### Work task:
Where the string "exempt" occurs in a line of the data below, that line should be copied.

### Saved entries:
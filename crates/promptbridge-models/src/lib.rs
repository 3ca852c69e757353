//! PromptBridge Models - shared bridge-surface primitives
//!
//! Value types that cross the JS/TS surface of the bridge: chat roles,
//! messages, and the diagnostic conversation snapshot. Everything here is
//! serde-serializable and exported to TypeScript via ts-rs.

pub mod message;
pub mod snapshot;

pub use message::{ChatMessage, Role};
pub use snapshot::ChatSnapshot;
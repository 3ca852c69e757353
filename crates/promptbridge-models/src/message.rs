//! Chat message types
//!
//! The message shape both platform engines consume and the JS surface
//! produces.

use serde::{Deserialize, Serialize};
use ts_rs::TS;

/// Role of a chat message sender
#[derive(Debug, Clone, Copy, PartialEq, Eq, Hash, Serialize, Deserialize, TS)]
#[ts(export)]
#[serde(rename_all = "lowercase")]
pub enum Role {
    /// System directive (instructions, persona)
    System,
    /// End-user message
    User,
    /// Model response
    Assistant,
}

impl Role {
    /// Lowercase wire name
    pub fn as_str(&self) -> &'static str {
        match self {
            Role::System => "system",
            Role::User => "user",
            Role::Assistant => "assistant",
        }
    }

    /// Upper-cased label used when rendering a single-string prompt
    pub fn prompt_label(&self) -> &'static str {
        match self {
            Role::System => "SYSTEM",
            Role::User => "USER",
            Role::Assistant => "ASSISTANT",
        }
    }
}

impl std::fmt::Display for Role {
    fn fmt(&self, f: &mut std::fmt::Formatter<'_>) -> std::fmt::Result {
        write!(f, "{}", self.as_str())
    }
}

/// A single chat message
///
/// Content is arbitrary text; empty content is accepted here and validated,
/// when at all, by the calling layer.
#[derive(Debug, Clone, PartialEq, Eq, Serialize, Deserialize, TS)]
#[ts(export)]
pub struct ChatMessage {
    pub role: Role,
    pub content: String,
}

impl ChatMessage {
    /// Create a new message
    pub fn new(role: Role, content: impl Into<String>) -> Self {
        Self {
            role,
            content: content.into(),
        }
    }

    /// Create a system message
    pub fn system(content: impl Into<String>) -> Self {
        Self::new(Role::System, content)
    }

    /// Create a user message
    pub fn user(content: impl Into<String>) -> Self {
        Self::new(Role::User, content)
    }

    /// Create an assistant message
    pub fn assistant(content: impl Into<String>) -> Self {
        Self::new(Role::Assistant, content)
    }
}

#[cfg(test)]
mod tests {
    use super::*;

    #[test]
    fn role_display_is_lowercase() {
        assert_eq!(Role::System.to_string(), "system");
        assert_eq!(Role::User.to_string(), "user");
        assert_eq!(Role::Assistant.to_string(), "assistant");
    }

    #[test]
    fn prompt_labels_are_uppercase() {
        assert_eq!(Role::System.prompt_label(), "SYSTEM");
        assert_eq!(Role::User.prompt_label(), "USER");
        assert_eq!(Role::Assistant.prompt_label(), "ASSISTANT");
    }

    #[test]
    fn role_serializes_to_lowercase_tag() {
        let json = serde_json::to_string(&Role::Assistant).unwrap();
        assert_eq!(json, "\"assistant\"");

        let back: Role = serde_json::from_str("\"user\"").unwrap();
        assert_eq!(back, Role::User);
    }

    #[test]
    fn constructors_set_role() {
        assert_eq!(ChatMessage::user("hi").role, Role::User);
        assert_eq!(ChatMessage::assistant("hello").role, Role::Assistant);
        assert_eq!(ChatMessage::system("be brief").role, Role::System);
    }

    #[test]
    fn empty_content_is_accepted() {
        let msg = ChatMessage::user("");
        assert_eq!(msg.content, "");
    }

    #[test]
    fn message_round_trips_through_json() {
        let msg = ChatMessage::assistant("Fine, thanks.");
        let json = serde_json::to_string(&msg).unwrap();
        let back: ChatMessage = serde_json::from_str(&json).unwrap();
        assert_eq!(back, msg);
    }
}
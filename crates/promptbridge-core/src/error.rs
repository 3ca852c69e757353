//! Error types for the bridge core

use thiserror::Error;

/// Bridge core error types
#[derive(Error, Debug)]
pub enum BridgeError {
    #[error("engine error: {0}")]
    Engine(String),

    #[error("JSON error: {0}")]
    Json(#[from] serde_json::Error),
}

/// Result type alias for bridge operations
pub type Result<T> = std::result::Result<T, BridgeError>;
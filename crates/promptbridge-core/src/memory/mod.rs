//! Conversation memory - bounded multi-turn history for stateless engines
//!
//! Both platform engines are single-turn: every generation call receives
//! exactly the context it should see and remembers nothing afterwards.
//! This module owns that context:
//!
//! ```text
//! ┌──────────────────────────────────────────────────────────┐
//! │                       ChatMemory                         │
//! ├──────────────────────────────────────────────────────────┤
//! │  system_prompt: Option<String>   (exempt from eviction)  │
//! │  turns: Vec<ChatMessage>         (user/assistant only)   │
//! │  ↓ user count > max_turns → evict oldest complete turns  │
//! └──────────────────────────────────────────────────────────┘
//! ```

mod chat;

pub use chat::{ChatMemory, ChatMemoryConfig, DEFAULT_MAX_TURNS};
//! Read-only conversation snapshot
//!
//! The one externally-shaped structure the memory subsystem exposes, used
//! by the JS surface for diagnostics and caller-side persistence.

use serde::{Deserialize, Serialize};
use ts_rs::TS;

use crate::message::ChatMessage;

/// Immutable view of a conversation at a point in time
#[derive(Debug, Clone, PartialEq, Eq, Serialize, Deserialize, TS)]
#[ts(export)]
pub struct ChatSnapshot {
    /// Ordered messages, system entry first when present
    pub messages: Vec<ChatMessage>,
    /// System prompt, if set
    pub system_prompt: Option<String>,
    /// Number of user messages currently retained
    pub turn_count: usize,
    /// Configured retained-user-message bound
    pub max_turns: usize,
}
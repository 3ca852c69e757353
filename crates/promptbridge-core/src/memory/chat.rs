//! Chat memory - turn-bounded conversation history
//!
//! Keeps an ordered user/assistant history plus a separately-held system
//! prompt, and evicts the oldest *complete turns* (one user message and the
//! assistant messages that answer it) once the user-message count exceeds
//! the configured bound. Designed for runtime use over stateless single-turn
//! engines: the retained window is what the next generation call sees.
//!
//! # Example
//!
//! ```
//! use promptbridge_core::memory::ChatMemory;
//!
//! let mut memory = ChatMemory::new(10);
//! memory.push_user("Hello");
//! memory.push_assistant("Hi there!");
//!
//! assert_eq!(memory.turn_count(), 1);
//! assert_eq!(memory.render_prompt(), "USER: Hello\nASSISTANT: Hi there!");
//! ```

use promptbridge_models::{ChatMessage, ChatSnapshot, Role};

/// Default maximum number of retained user messages
pub const DEFAULT_MAX_TURNS: usize = 10;

const CHARS_PER_TOKEN: usize = 4;
const ROLE_OVERHEAD_TOKENS: usize = 4;

/// Configuration for [`ChatMemory`], with defaults resolved at construction.
#[derive(Debug, Clone)]
pub struct ChatMemoryConfig {
    pub max_turns: usize,
    pub system_prompt: Option<String>,
}

impl Default for ChatMemoryConfig {
    fn default() -> Self {
        Self {
            max_turns: DEFAULT_MAX_TURNS,
            system_prompt: None,
        }
    }
}

impl ChatMemoryConfig {
    /// Override the retained-turn bound.
    pub fn with_max_turns(mut self, max_turns: usize) -> Self {
        self.max_turns = max_turns;
        self
    }

    /// Set the initial system prompt.
    pub fn with_system_prompt(mut self, prompt: impl Into<String>) -> Self {
        self.system_prompt = Some(prompt.into());
        self
    }
}

/// Conversation memory with complete-turn eviction
///
/// Stores user and assistant messages in insertion order; system text never
/// enters the turn sequence and is held separately, exempt from eviction.
/// After every mutation that can grow the user count or shrink the bound,
/// the oldest complete turns are evicted until at most `max_turns` user
/// messages remain.
///
/// # Design Decisions
///
/// - **Turn-based, not token-based**: the bound counts user messages, so a
///   turn and its replies are always evicted together and the window never
///   starts with an unanswered assistant message.
/// - **No summarization**: evicted turns are discarded. Callers that need
///   the old context must persist a [`snapshot`](ChatMemory::snapshot)
///   before it is trimmed.
/// - **Single owner**: one caller context owns one instance; independent
///   conversations get independent instances.
#[derive(Debug, Clone)]
pub struct ChatMemory {
    /// User/assistant messages in order (oldest first)
    turns: Vec<ChatMessage>,
    /// System prompt, held outside the turn sequence
    system_prompt: Option<String>,
    /// Maximum number of user messages to retain
    max_turns: usize,
}

impl Default for ChatMemory {
    fn default() -> Self {
        Self::new(DEFAULT_MAX_TURNS)
    }
}

impl ChatMemory {
    /// Create a new memory retaining at most `max_turns` user messages.
    pub fn new(max_turns: usize) -> Self {
        Self {
            turns: Vec::new(),
            system_prompt: None,
            max_turns,
        }
    }

    /// Create a memory from an explicit configuration.
    pub fn with_config(config: ChatMemoryConfig) -> Self {
        let mut memory = Self::new(config.max_turns);
        if let Some(prompt) = config.system_prompt {
            memory.set_system_prompt(prompt);
        }
        memory
    }

    /// Append a user message, then re-evaluate the bound.
    pub fn push_user(&mut self, content: impl Into<String>) {
        self.push(ChatMessage::user(content));
    }

    /// Append an assistant message, then re-evaluate the bound.
    ///
    /// Normally a no-op trim (an assistant reply never grows the user
    /// count), but the bound is still checked so a reply appended after
    /// [`set_max_turns`](Self::set_max_turns) lowered the limit cannot
    /// leave the memory over the bound.
    pub fn push_assistant(&mut self, content: impl Into<String>) {
        self.push(ChatMessage::assistant(content));
    }

    /// Append a message of any role.
    ///
    /// System messages route to the system prompt and never enter the turn
    /// sequence; user and assistant messages append in order. This is the
    /// entry point for relaying a heterogeneous message array built
    /// elsewhere.
    pub fn push(&mut self, message: ChatMessage) {
        match message.role {
            Role::System => self.set_system_prompt(message.content),
            Role::User | Role::Assistant => {
                self.turns.push(message);
                self.trim();
            }
        }
    }

    /// All messages the next generation call should see: the system entry
    /// (when set) followed by the retained turns, as a fresh copy.
    pub fn messages(&self) -> Vec<ChatMessage> {
        let mut out = Vec::with_capacity(self.turns.len() + 1);
        if let Some(prompt) = &self.system_prompt {
            out.push(ChatMessage::system(prompt.clone()));
        }
        out.extend(self.turns.iter().cloned());
        out
    }

    /// The retained turns alone, without the system entry.
    pub fn history(&self) -> &[ChatMessage] {
        &self.turns
    }

    /// Render the conversation as a single prompt string.
    ///
    /// One line per message, `LABEL: content` with the upper-cased role
    /// label, joined by `'\n'` with no trailing newline. Engines that accept
    /// only one text prompt consume this form; the structured-message
    /// platform falls back to it when no system slot is available.
    pub fn render_prompt(&self) -> String {
        let lines: Vec<String> = self
            .messages()
            .iter()
            .map(|msg| format!("{}: {}", msg.role.prompt_label(), msg.content))
            .collect();
        lines.join("\n")
    }

    /// Number of user messages currently retained.
    pub fn turn_count(&self) -> usize {
        self.turns
            .iter()
            .filter(|msg| msg.role == Role::User)
            .count()
    }

    /// Total stored messages (user and assistant).
    pub fn len(&self) -> usize {
        self.turns.len()
    }

    /// Check if no turns are stored.
    pub fn is_empty(&self) -> bool {
        self.turns.is_empty()
    }

    /// The configured retained-turn bound.
    pub fn max_turns(&self) -> usize {
        self.max_turns
    }

    /// Overwrite the bound and re-trim immediately.
    ///
    /// A bound of zero retains zero turns: the next trim evicts every
    /// complete turn.
    pub fn set_max_turns(&mut self, max_turns: usize) {
        self.max_turns = max_turns;
        self.trim();
    }

    /// Current system prompt, if set.
    pub fn system_prompt(&self) -> Option<&str> {
        self.system_prompt.as_deref()
    }

    /// Overwrite the system prompt. Empty text clears it.
    pub fn set_system_prompt(&mut self, prompt: impl Into<String>) {
        let prompt = prompt.into();
        self.system_prompt = if prompt.is_empty() { None } else { Some(prompt) };
    }

    /// Clear the system prompt.
    pub fn clear_system_prompt(&mut self) {
        self.system_prompt = None;
    }

    /// Empty the turns; the system prompt is kept.
    pub fn clear(&mut self) {
        self.turns.clear();
    }

    /// Empty the turns and clear the system prompt.
    pub fn reset(&mut self) {
        self.turns.clear();
        self.system_prompt = None;
    }

    /// Read-only composite view for diagnostics and caller persistence.
    pub fn snapshot(&self) -> ChatSnapshot {
        ChatSnapshot {
            messages: self.messages(),
            system_prompt: self.system_prompt.clone(),
            turn_count: self.turn_count(),
            max_turns: self.max_turns,
        }
    }

    /// Heuristic context-cost estimate for the current window
    ///
    /// Bytes / 4 plus a per-message role overhead. Never an input to
    /// eviction; use a real tokenizer for accurate counts.
    pub fn approx_tokens(&self) -> usize {
        let system = self
            .system_prompt
            .as_ref()
            .map(|prompt| prompt.len() / CHARS_PER_TOKEN + ROLE_OVERHEAD_TOKENS)
            .unwrap_or(0);

        system
            + self
                .turns
                .iter()
                .map(|msg| msg.content.len() / CHARS_PER_TOKEN + ROLE_OVERHEAD_TOKENS)
                .sum::<usize>()
    }

    /// Evict oldest complete turns until at most `max_turns` user messages
    /// remain.
    ///
    /// The cut point lands after the excess-th oldest user message and the
    /// assistant messages that immediately follow it, so the retained
    /// prefix always starts a complete turn and relative order is
    /// unchanged.
    fn trim(&mut self) {
        let user_indices: Vec<usize> = self
            .turns
            .iter()
            .enumerate()
            .filter(|(_, msg)| msg.role == Role::User)
            .map(|(idx, _)| idx)
            .collect();

        let excess = user_indices.len().saturating_sub(self.max_turns);
        if excess == 0 {
            return;
        }

        // Cut after the excess-th oldest user message, consuming the
        // assistant replies that belong to its turn.
        let boundary = user_indices[excess - 1];
        let mut cut = boundary + 1;
        while cut < self.turns.len() && self.turns[cut].role == Role::Assistant {
            cut += 1;
        }

        tracing::debug!(
            evicted = cut,
            retained = self.turns.len() - cut,
            "evicting oldest complete turns"
        );
        self.turns.drain(..cut);
    }
}
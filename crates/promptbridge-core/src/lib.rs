//! PromptBridge Core - conversation memory for on-device LLM bridges
//!
//! This crate provides:
//! - Bounded conversation memory with complete-turn eviction
//! - Deterministic single-string prompt rendering
//! - The generation boundary trait implemented by platform engines
//! - Injected stream session identifier generation

pub mod error;
pub mod llm;
pub mod memory;
pub mod session;

// Re-export commonly used types
pub use error::{BridgeError, Result};
pub use llm::{
    FinishReason, GenerationRequest, GenerationResponse, MockStep, MockStepKind, MockTextEngine,
    TextEngine,
};
pub use memory::{ChatMemory, ChatMemoryConfig, DEFAULT_MAX_TURNS};
pub use promptbridge_models::{ChatMessage, ChatSnapshot, Role};
pub use session::{CountingSessions, SessionId, SessionIdSource, UuidSessions};
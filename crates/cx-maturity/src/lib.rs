pub mod config;
pub mod error;
pub mod quiz;
pub mod submission;
pub mod telemetry;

### Result of this exercise:
//! │  system_prompt: Option<String>   (exempt from eviction)  │
/// enters the turn sequence and is held separately, exempt from eviction.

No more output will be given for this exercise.